Researchers miniaturize a more expensive diagnostic test into a single-use microfluidic chip roughly the size of a miscroscope slide.

Elizabeth Armstrong Moore
Elizabeth Armstrong Moore is based in Portland, Oregon, and has written for Wired, The Christian Science Monitor, and public radio. Her semi-obscure hobbies include climbing, billiards, board games that take up a lot of space, and piano.
Elizabeth Armstrong Moore
2 min read

During the H1N1 flu pandemic of 2009, which spread across more than 200 countries and killed more than 18,000 people, it became clear that flu diagnosis was often taking too long and resulting in frequent false negatives.

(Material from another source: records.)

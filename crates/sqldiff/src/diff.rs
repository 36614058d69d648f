//! Diff events, the result stream, and the algorithm selector.

use std::fmt;
use std::str::FromStr;
use std::sync::atomic::{AtomicBool, AtomicU64, Ordering};
use std::sync::Arc;

use serde::Serialize;
use tokio::sync::mpsc;
use tokio::task::JoinHandle;
use tokio_util::sync::CancellationToken;

use crate::dialect::Dialect;
use crate::error::{DiffError, Result};
use crate::segment::{KeyValue, Row};
use crate::source::DataSource;

/// Which side a row is exclusive to: `-` left only, `+` right only.
/// A modified row surfaces as `-` then `+` with the same key.
#[derive(Debug, Clone, Copy, PartialEq, Eq, Hash)]
pub enum Sign {
    Plus,
    Minus,
}

impl fmt::Display for Sign {
    fn fmt(&self, f: &mut fmt::Formatter<'_>) -> fmt::Result {
        match self {
            Sign::Plus => write!(f, "+"),
            Sign::Minus => write!(f, "-"),
        }
    }
}

/// One row-level difference.
#[derive(Debug, Clone, PartialEq, Eq)]
pub struct DiffEvent {
    pub sign: Sign,
    pub key: Vec<KeyValue>,
    pub row: Row,
}

impl DiffEvent {
    /// JSONL record: `{"sign": "+", "key": [...], "row": [...]}`.
    pub fn to_json(&self) -> serde_json::Value {
        serde_json::json!({
            "sign": self.sign.to_string(),
            "key": self.key.iter().map(|k| k.to_string()).collect::<Vec<_>>(),
            "row": self.row,
        })
    }

    /// Human line: `+ (v1, v2, …)`.
    pub fn to_human(&self) -> String {
        let values = self
            .row
            .iter()
            .map(|v| v.as_deref().unwrap_or("NULL").to_string())
            .collect::<Vec<_>>()
            .join(", ");
        format!("{} ({})", self.sign, values)
    }
}

/// Comparison algorithm selection.
#[derive(Debug, Clone, Copy, PartialEq, Eq)]
pub enum Algorithm {
    Auto,
    HashDiff,
    JoinDiff,
}

impl FromStr for Algorithm {
    type Err = DiffError;

    fn from_str(s: &str) -> Result<Self> {
        match s.to_lowercase().as_str() {
            "auto" => Ok(Algorithm::Auto),
            "hashdiff" => Ok(Algorithm::HashDiff),
            "joindiff" => Ok(Algorithm::JoinDiff),
            other => Err(DiffError::Config(format!(
                "Unknown algorithm '{}'. Expected auto, hashdiff, or joindiff",
                other
            ))),
        }
    }
}

/// Resolve `auto`, and validate an explicit `joindiff` choice.
///
/// Joindiff applies only when both sides are the same connection and the
/// engine can emit a FULL OUTER JOIN.
pub fn select_algorithm(
    requested: Algorithm,
    source1: &dyn DataSource,
    source2: &dyn DataSource,
) -> Result<Algorithm> {
    let joinable = match (source1.join_adapter(), source2.join_adapter()) {
        (Some(a), Some(b)) => {
            a.fingerprint() == b.fingerprint() && a.dialect().supports_full_outer_join()
        }
        _ => false,
    };

    match requested {
        Algorithm::Auto => Ok(if joinable {
            Algorithm::JoinDiff
        } else {
            Algorithm::HashDiff
        }),
        Algorithm::JoinDiff if !joinable => Err(DiffError::Config(
            "joindiff requires both tables on the same database connection, \
             with FULL OUTER JOIN support"
                .into(),
        )),
        explicit => Ok(explicit),
    }
}

/// Completion state reported in the summary.
#[derive(Debug, Clone, Copy, PartialEq, Eq, Serialize)]
#[serde(rename_all = "lowercase")]
pub enum RunStatus {
    Complete,
    /// An error cancelled part of the run; emitted diffs remain valid.
    Incomplete,
}

/// Terminal statistics of a diff run.
#[derive(Debug, Clone, Serialize)]
pub struct DiffSummary {
    pub status: RunStatus,
    /// Total diff events emitted.
    pub diff_count: u64,
    pub plus_count: u64,
    pub minus_count: u64,
    /// Rows fetched for local comparison across all segments.
    pub rows_downloaded: u64,
    /// Rows covered by checksum queries (both sides).
    pub rows_compared: u64,
    /// Approximate bytes pulled over the wire for local comparisons.
    pub bytes_downloaded: u64,
    pub limit_reached: bool,
    pub duration_ms: u64,
    /// Error text when `status` is incomplete.
    pub error: Option<String>,
}

impl DiffSummary {
    /// Percentage of compared rows that differ, for the stats footer.
    pub fn percent_different(&self) -> f64 {
        if self.rows_compared == 0 {
            0.0
        } else {
            self.diff_count as f64 * 100.0 / self.rows_compared as f64
        }
    }
}

/// Shared emission state: the bounded event channel (backpressure), the diff
/// limit, and the counters that feed the summary.
pub(crate) struct Emitter {
    tx: mpsc::Sender<DiffEvent>,
    cancel: CancellationToken,
    limit: Option<u64>,
    emitted: AtomicU64,
    plus: AtomicU64,
    minus: AtomicU64,
    pub(crate) rows_downloaded: AtomicU64,
    pub(crate) rows_compared: AtomicU64,
    pub(crate) bytes_downloaded: AtomicU64,
    limit_reached: AtomicBool,
}

impl Emitter {
    pub(crate) fn new(
        tx: mpsc::Sender<DiffEvent>,
        cancel: CancellationToken,
        limit: Option<u64>,
    ) -> Arc<Self> {
        Arc::new(Self {
            tx,
            cancel,
            limit,
            emitted: AtomicU64::new(0),
            plus: AtomicU64::new(0),
            minus: AtomicU64::new(0),
            rows_downloaded: AtomicU64::new(0),
            rows_compared: AtomicU64::new(0),
            bytes_downloaded: AtomicU64::new(0),
            limit_reached: AtomicBool::new(false),
        })
    }

    /// Send one event downstream. Applies the limit, flips the cancellation
    /// token when it is reached, and treats a dropped receiver as
    /// cancellation from the consumer.
    pub(crate) async fn emit(&self, event: DiffEvent) -> Result<()> {
        if self.cancel.is_cancelled() {
            return Err(DiffError::Cancelled);
        }

        let n = self.emitted.fetch_add(1, Ordering::SeqCst) + 1;
        if let Some(limit) = self.limit {
            if n > limit {
                self.limit_reached.store(true, Ordering::SeqCst);
                self.cancel.cancel();
                return Err(DiffError::Cancelled);
            }
        }

        match event.sign {
            Sign::Plus => self.plus.fetch_add(1, Ordering::Relaxed),
            Sign::Minus => self.minus.fetch_add(1, Ordering::Relaxed),
        };

        if self.tx.send(event).await.is_err() {
            // Consumer hung up: treat as upstream cancellation
            self.cancel.cancel();
            return Err(DiffError::Cancelled);
        }

        if let Some(limit) = self.limit {
            if n == limit {
                self.limit_reached.store(true, Ordering::SeqCst);
                self.cancel.cancel();
            }
        }
        Ok(())
    }

    pub(crate) fn counts(&self) -> (u64, u64) {
        (self.plus.load(Ordering::SeqCst), self.minus.load(Ordering::SeqCst))
    }

    pub(crate) fn limit_reached(&self) -> bool {
        self.limit_reached.load(Ordering::SeqCst)
    }
}

/// The public result stream: a lazy, finite sequence of diff events in
/// discovery order, with a terminal summary.
pub struct DiffStream {
    rx: mpsc::Receiver<DiffEvent>,
    cancel: CancellationToken,
    handle: JoinHandle<DiffSummary>,
}

impl DiffStream {
    pub(crate) fn new(
        rx: mpsc::Receiver<DiffEvent>,
        cancel: CancellationToken,
        handle: JoinHandle<DiffSummary>,
    ) -> Self {
        Self { rx, cancel, handle }
    }

    /// Next diff event, or `None` when the run has finished.
    pub async fn next_event(&mut self) -> Option<DiffEvent> {
        self.rx.recv().await
    }

    /// Collect every remaining event. Mostly for tests and small runs.
    pub async fn collect_events(&mut self) -> Vec<DiffEvent> {
        let mut events = Vec::new();
        while let Some(e) = self.next_event().await {
            events.push(e);
        }
        events
    }

    /// Ask the run to stop; pending work is dropped, in-flight queries are
    /// cancelled best-effort.
    pub fn cancel(&self) {
        self.cancel.cancel();
    }

    /// Wait for the run to finish and return its summary. Unconsumed events
    /// are discarded.
    pub async fn finish(mut self) -> DiffSummary {
        // Drain so emitters are never blocked on a full channel.
        while self.rx.recv().await.is_some() {}
        match (&mut self.handle).await {
            Ok(summary) => summary,
            Err(join_err) => DiffSummary {
                status: RunStatus::Incomplete,
                diff_count: 0,
                plus_count: 0,
                minus_count: 0,
                rows_downloaded: 0,
                rows_compared: 0,
                bytes_downloaded: 0,
                limit_reached: false,
                duration_ms: 0,
                error: Some(format!("diff task panicked: {}", join_err)),
            },
        }
    }
}

impl Drop for DiffStream {
    fn drop(&mut self) {
        // Closing the stream before exhaustion cancels the run upstream.
        self.cancel.cancel();
    }
}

Roughly the size of a standard microscope slide, the chip currently costs $10 and produces results in a few hours. Boston University

Today, researchers from Boston University, Harvard, and the Beth Israel Deaconess Medical Center are reporting in the journal PLoS ONE that they have built a microfluidic chip that rivals in accuracy the gold-standard diagnostic test known as RT-PCR but is faster, cheaper, and disposable.

For their four-year study, which involved 146 patients with flu-like symptoms and was funded by the National Institutes of Health, researchers essentially miniaturized the RT-PCR test into a chip the size of a standard microscope slide and analyzed two types of nasal specimens as accurately as the lab-scale method.

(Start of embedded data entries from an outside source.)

//! Local row comparison: the ordered merge walk over two fetched rowsets.

use std::collections::HashSet;

use tracing::info;

use crate::diff::{DiffEvent, Sign};
use crate::error::Result;
use crate::segment::{KeyValue, Row, TableSegment};

/// Merge-walk two key-ordered rowsets, emitting events in key-ascending
/// order:
///
/// - `-` when a key exists on the left only
/// - `+` when a key exists on the right only
/// - `-` then `+` with the same key when any compared column differs
pub fn diff_rowsets(segment: &TableSegment, left: &[Row], right: &[Row]) -> Result<Vec<DiffEvent>> {
    let mut events = Vec::new();
    let mut i = 0;
    let mut j = 0;

    let key_of = |row: &Row| -> Result<Vec<KeyValue>> { segment.row_key(row) };

    while i < left.len() && j < right.len() {
        let lkey = key_of(&left[i])?;
        let rkey = key_of(&right[j])?;

        match lkey.cmp(&rkey) {
            std::cmp::Ordering::Less => {
                events.push(DiffEvent {
                    sign: Sign::Minus,
                    key: lkey,
                    row: left[i].clone(),
                });
                i += 1;
            }
            std::cmp::Ordering::Greater => {
                events.push(DiffEvent {
                    sign: Sign::Plus,
                    key: rkey,
                    row: right[j].clone(),
                });
                j += 1;
            }
            std::cmp::Ordering::Equal => {
                if left[i] != right[j] {
                    events.push(DiffEvent {
                        sign: Sign::Minus,
                        key: lkey.clone(),
                        row: left[i].clone(),
                    });
                    events.push(DiffEvent {
                        sign: Sign::Plus,
                        key: lkey,
                        row: right[j].clone(),
                    });
                }
                i += 1;
                j += 1;
            }
        }
    }

    while i < left.len() {
        events.push(DiffEvent {
            sign: Sign::Minus,
            key: key_of(&left[i])?,
            row: left[i].clone(),
        });
        i += 1;
    }
    while j < right.len() {
        events.push(DiffEvent {
            sign: Sign::Plus,
            key: key_of(&right[j])?,
            row: right[j].clone(),
        });
        j += 1;
    }

    Ok(events)
}

/// Drop diffs whose update-column value falls outside the shared update
/// range. Rows mutated after the watermark produce spurious diffs during a
/// long run; when both sides were restricted to the same range, those keys
/// are discarded wholesale.
pub fn filter_outside_update_range(
    events: Vec<DiffEvent>,
    segment1: &TableSegment,
    segment2: &TableSegment,
) -> Vec<DiffEvent> {
    let same_range = segment1.update_column.is_some()
        && segment2.update_column.is_some()
        && segment1.min_update == segment2.min_update
        && segment1.max_update == segment2.max_update
        && (segment1.min_update.is_some() || segment1.max_update.is_some());
    if !same_range {
        return events;
    }

    let update_idx = match segment1.bound().update_col_index() {
        Some(idx) => idx,
        None => return events,
    };
    let min_text = segment1
        .min_update
        .map(|t| t.format("%Y-%m-%d %H:%M:%S%.6f").to_string());
    let max_text = segment1
        .max_update
        .map(|t| t.format("%Y-%m-%d %H:%M:%S%.6f").to_string());

    let mut outside: HashSet<Vec<KeyValue>> = HashSet::new();
    for event in &events {
        let value = match event.row.get(update_idx).and_then(|v| v.as_deref()) {
            Some(v) => v,
            None => continue,
        };
        let below = min_text.as_deref().map(|m| value < m).unwrap_or(false);
        let above = max_text.as_deref().map(|m| value >= m).unwrap_or(false);
        if below || above {
            outside.insert(event.key.clone());
        }
    }
    if outside.is_empty() {
        return events;
    }

    let before = events.len();
    let kept: Vec<DiffEvent> = events
        .into_iter()
        .filter(|e| !outside.contains(&e.key))
        .collect();
    info!(
        discarded = before - kept.len(),
        "discarded diffs outside the shared update range"
    );
    kept
}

"We wanted to show that our technique was feasible on real-world samples," Catherine Klapperich, an associate professor who led the study, said in a news release. "Making each chip single-use decreases the possibility of cross-contamination between specimens, and the chip's small size makes it a good candidate for true point-of-care testing."

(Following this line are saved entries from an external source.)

/// Resolve declared column selections against a live schema.
///
/// Fails with `UnknownColumn` before any row work when a plain (non-pattern)
/// name has no match.
pub fn bind_columns(
    table: &str,
    schema: &Schema,
    key_columns: &[String],
    update_column: Option<&str>,
    extra_patterns: &[String],
) -> Result<BoundColumns> {
    let unknown = |column: &str| DiffError::UnknownColumn {
        table: table.to_string(),
        column: column.to_string(),
    };

    let mut keys = Vec::with_capacity(key_columns.len());
    for k in key_columns {
        let (name, ty) = schema.resolve(k).ok_or_else(|| unknown(k))?;
        if !ty.is_key_type() {
            return Err(DiffError::UnsupportedType {
                column: name.to_string(),
                type_name: format!("{} (not usable as a key)", ty),
            });
        }
        keys.push(name.to_string());
    }

    let update = match update_column {
        Some(u) => {
            let (name, _) = schema.resolve(u).ok_or_else(|| unknown(u))?;
            Some(name.to_string())
        }
        None => None,
    };

    let mut extras: Vec<String> = Vec::new();
    for pattern in extra_patterns {
        if pattern.contains('%') {
            let mut matched = false;
            for name in schema.column_names() {
                if !match_like(pattern, name) {
                    continue;
                }
                matched = true;
                // Keys and the update column are already compared; patterns never re-add them.
                if keys.iter().any(|k| k == name) || update.as_deref() == Some(name) {
                    continue;
                }
                if !extras.iter().any(|e| e == name) {
                    extras.push(name.to_string());
                }
            }
            if !matched {
                return Err(unknown(pattern));
            }
        } else {
            let (name, _) = schema.resolve(pattern).ok_or_else(|| unknown(pattern))?;
            if keys.iter().any(|k| k == name) {
                continue;
            }
            if !extras.iter().any(|e| e == name) {
                extras.push(name.to_string());
            }
        }
    }

    Ok(BoundColumns {
        key_columns: keys,
        update_column: update,
        extra_columns: extras,
    })
}

#[cfg(test)]
mod tests {
    use super::*;

    fn sample_schema() -> Schema {
        Schema::new(
            vec![
                ("id".into(), ColumnType::Integer),
                ("updated_at".into(), ColumnType::Timestamp { precision: 6, with_timezone: false }),
                ("status".into(), ColumnType::Text),
                ("status_note".into(), ColumnType::Text),
                ("amount".into(), ColumnType::Decimal { precision: 10, scale: 2 }),
            ],
            false,
        )
    }

    #[test]
    fn test_resolve_case_insensitive() {
        let schema = sample_schema();
        let (name, _) = schema.resolve("ID").unwrap();
        assert_eq!(name, "id");
        assert!(schema.resolve("missing").is_none());
    }

    #[test]
    fn test_match_like() {
        assert!(match_like("status%", "status_note"));
        assert!(match_like("status%", "status"));
        assert!(match_like("%note", "status_note"));
        assert!(!match_like("status_", "status"));
        assert!(match_like("%", "anything"));
    }

    #[test]
    fn test_bind_expands_wildcards_excluding_keys() {
        let schema = sample_schema();
        let bound = bind_columns(
            "public.orders",
            &schema,
            &["id".into()],
            Some("updated_at"),
            &["%".into()],
        )
        .unwrap();

        // The wildcard matched everything, but keys and update column are not re-added
        assert_eq!(bound.key_columns, vec!["id"]);
        assert_eq!(bound.update_column.as_deref(), Some("updated_at"));
        assert_eq!(bound.extra_columns, vec!["status", "status_note", "amount"]);
    }

    #[test]
    fn test_relevant_columns_dedups_update_column() {
        // extra_columns listing the update column must not double-count it
        let bound = BoundColumns {
            key_columns: vec!["id".into()],
            update_column: Some("updated_at".into()),
            extra_columns: vec!["updated_at".into(), "status".into()],
        };
        assert_eq!(bound.relevant_columns(), vec!["id", "updated_at", "status"]);
        assert_eq!(bound.update_col_index(), Some(1));
    }

    #[test]
    fn test_bind_unknown_column() {
        let schema = sample_schema();
        let err = bind_columns("t", &schema, &["nope".into()], None, &[]).unwrap_err();
        assert!(matches!(err, DiffError::UnknownColumn { .. }));
    }

    #[test]
    fn test_unify_timestamps_to_coarser_precision() {
        let left = ColumnType::Timestamp { precision: 6, with_timezone: false };
        let right = ColumnType::Timestamp { precision: 0, with_timezone: true };
        let unified = unify_types("created_at", &left, &right).unwrap();
        assert_eq!(unified, ColumnType::Timestamp { precision: 0, with_timezone: true });
    }

    #[test]
    fn test_unify_decimals_to_max_scale() {
        let left = ColumnType::Decimal { precision: 10, scale: 2 };
        let right = ColumnType::Decimal { precision: 10, scale: 4 };
        let unified = unify_types("amount", &left, &right).unwrap();
        assert_eq!(unified, ColumnType::Decimal { precision: 10, scale: 4 });
    }

    #[test]
    fn test_unify_incompatible_kinds() {
        let err = unify_types("c", &ColumnType::Integer, &ColumnType::Text).unwrap_err();
        assert!(matches!(err, DiffError::TypeMismatch { .. }));
    }
}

The chip is made of a top column that extracts RNA from signature proteins associated with the influenza A virus, a middle chamber that then converts the RNA into DNA, and a climate-controlled lower channel that replicates the DNA enough times to be detected by an external reader.

The team found that their chip not only rivals RT-PCR, they say it also outperformed other common flu diagnostic tests, including viral culture (which typically takes days to a week for results), rapid immunoassays (imagine a pregnancy test that is only 40 percent accurate), and DFA (direct fluorescent antigen testing, which is lab-intensive).

"The new test represents a major improvement over viral culture in terms of turn-around time, over rapid immunoassay tests in terms of ... the ability to detect the virus from minimal sample material, and over DFA and RT-PCR in terms of ease of use and portability," Klapperich said.

The team is currently working to further improve its chip so that it costs just $5 and can produce results in an hour.

Many people with the flu don't actually seek out medical care, according to the Centers for Disease Control and Prevention, but the small number who do are tested and often at greater risk of serious complications and even death. A faster, more affordable test with fewer false negatives could help stem outbreaks and ultimately save lives.